I have often read critics call the successful Excitable Boy inferior to Warren Zevon's 1976 eponymous album because they say it is full of filler. Well, maybe I'm biased because I first heard it when I was 11, but I'll stand up for it. It certainly isn’t as strong an album as Warren Zevon but name me many from that time period that are. And as for the filler disclaimer, only “Johnny Strikes Up the Band” and “Nighttime in the Switching Yard” constitute filler in my book, and both songs are placed at the top of each side so as not to take away from the strength of the other pieces.

What made Excitable Boy a breakthrough was the single “Werewolves of London,” which hit #21 in the spring of 1978. With its gruesome lyrics of mutilating little old ladies and ripping out lungs, it made for the perfect sing-along at camp in the 5th grade. The title track is perhaps even more gruesome. Here Zevon tells the story of a troubled youth who rapes and kills little Suzie before taking her back home from the Junior Prom, resulting in a 10 year stay at an insane asylum. Upon his release, he digs up Suzie’s grave to build a cage from her bones. All this is sung over a jumping musical track with gleeful backing vocals provided by Linda Ronstadt and Jennifer Warnes. Sick, shocking, and more than a little disturbing, this was the kind of over-the-top music that the hedonistic pop world sorely needed. I’m just surprised that it ever received any airplay.

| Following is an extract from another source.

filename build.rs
fn main() {
    built::write_built_file().expect("Failed to acquire build-time information");
}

“Roland the Headless Thompson Gunner” is a cartoon sung with tongue planted firmly in cheek. This revenge fantasy finds our headless hero searching the dark continent “for the man who done him in…Roland aimed his Thompson gun/He didn’t say a word.” Well, of course not, silly, he has no head.

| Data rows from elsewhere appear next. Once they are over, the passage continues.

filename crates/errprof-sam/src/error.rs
//! Per-record format errors.
//!
//! Every variant describes a problem confined to a single alignment record. Callers are
//! expected to log the error and skip the record rather than abort the whole run.

use thiserror::Error;

/// Result type alias for per-record parsing and classification.
pub type Result<T> = std::result::Result<T, FormatError>;

/// A malformed or internally inconsistent alignment record.
#[derive(Error, Debug, Clone, PartialEq, Eq)]
pub enum FormatError {
    /// The line has fewer than the eleven mandatory SAM fields.
    #[error("Expected at least 11 tab-delimited fields, found {found}")]
    TooFewFields {
        /// Number of fields present on the line
        found: usize,
    },

    /// A mandatory field could not be parsed.
    #[error("Invalid {field} field: '{value}'")]
    InvalidField {
        /// Name of the field (e.g. "FLAG", "POS")
        field: &'static str,
        /// The raw value that failed to parse
        value: String,
    },

    /// The record does not carry the requested auxiliary tag.
    #[error("Cannot find {tag} tag in SAM record")]
    MissingTag {
        /// Two-letter tag key
        tag: String,
    },

    /// The operation string is empty, unparsable, or has a zero-length run.
    #[error("Malformed CIGAR '{cigar}'")]
    InvalidCigar {
        /// The offending operation string
        cigar: String,
    },

    /// The operation string uses an operation this tool cannot place on the read.
    #[error("Unsupported CIGAR operation '{op}' in '{cigar}'")]
    UnsupportedCigarOp {
        /// Operation character
        op: char,
        /// The offending operation string
        cigar: String,
    },

    /// Match and insertion runs do not add up to the read length.
    #[error("CIGAR '{cigar}' describes {cigar_len} read bases but the read has {read_len}")]
    CigarLengthMismatch {
        /// The offending operation string
        cigar: String,
        /// Read bases consumed by the operation string
        cigar_len: usize,
        /// Actual length of the read sequence
        read_len: usize,
    },

    /// The difference string contains characters outside its alphabet.
    #[error("Malformed difference string '{md}': {reason}")]
    InvalidDifferenceString {
        /// The offending difference string
        md: String,
        /// Explanation of the problem
        reason: String,
    },

    /// Walking the difference string ran past the last read position.
    #[error("Difference string '{md}' runs past the end of a {read_len} base read")]
    DifferenceOverrun {
        /// The offending difference string
        md: String,
        /// Read length
        read_len: usize,
    },

    /// The difference string and the operation string disagree on the aligned length.
    #[error("Difference string '{md}' covers {md_len} reference bases but the CIGAR aligns {aligned_len}")]
    DifferenceLengthMismatch {
        /// The offending difference string
        md: String,
        /// Reference bases described by matches and substitutions
        md_len: usize,
        /// Read positions that are not insertions
        aligned_len: usize,
    },

    /// A deleted run directly follows substituted bases without a separating match count.
    #[error("Deletion not separated from substitution in difference string '{md}'")]
    DeletionAfterSubstitution {
        /// The offending difference string
        md: String,
    },

    /// Total deleted bases differ between the operation string and difference string.
    #[error("CIGAR deletes {cigar_len} reference bases but the difference string deletes {md_len}")]
    DeletionLengthMismatch {
        /// Deleted bases in the operation string
        cigar_len: usize,
        /// Deleted bases in the difference string
        md_len: usize,
    },

    /// The record has no stored sequence.
    #[error("Record has no sequence")]
    MissingSequence,

    /// The quality string is absent or does not cover the sequence.
    #[error("Quality string length {qual_len} does not match sequence length {seq_len}")]
    QualityLengthMismatch {
        /// Sequence length
        seq_len: usize,
        /// Quality string length (0 when absent)
        qual_len: usize,
    },

    /// The alignment runs past the end of its reference sequence.
    #[error("Alignment ends at {end} but reference '{reference}' has length {length}")]
    PastReferenceEnd {
        /// Reference sequence name
        reference: String,
        /// 1-based inclusive alignment end
        end: usize,
        /// Reference length from the header
        length: usize,
    },
}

Unsettling images aside, it was clear that Zevon’s intelligence matched his black humour. Listening to this album as a youth provided me with lessons in geography as Zevon placed his characters in Mombasa, Johannesburg, Honduras, Havana, and throughout the districts of London, among other locales. He even offers a crash course in espionage when the CIA decides to kill Roland, and again when the narrator in the hilarious “Lawyers, Guns, and Money” finds himself in various international hot water.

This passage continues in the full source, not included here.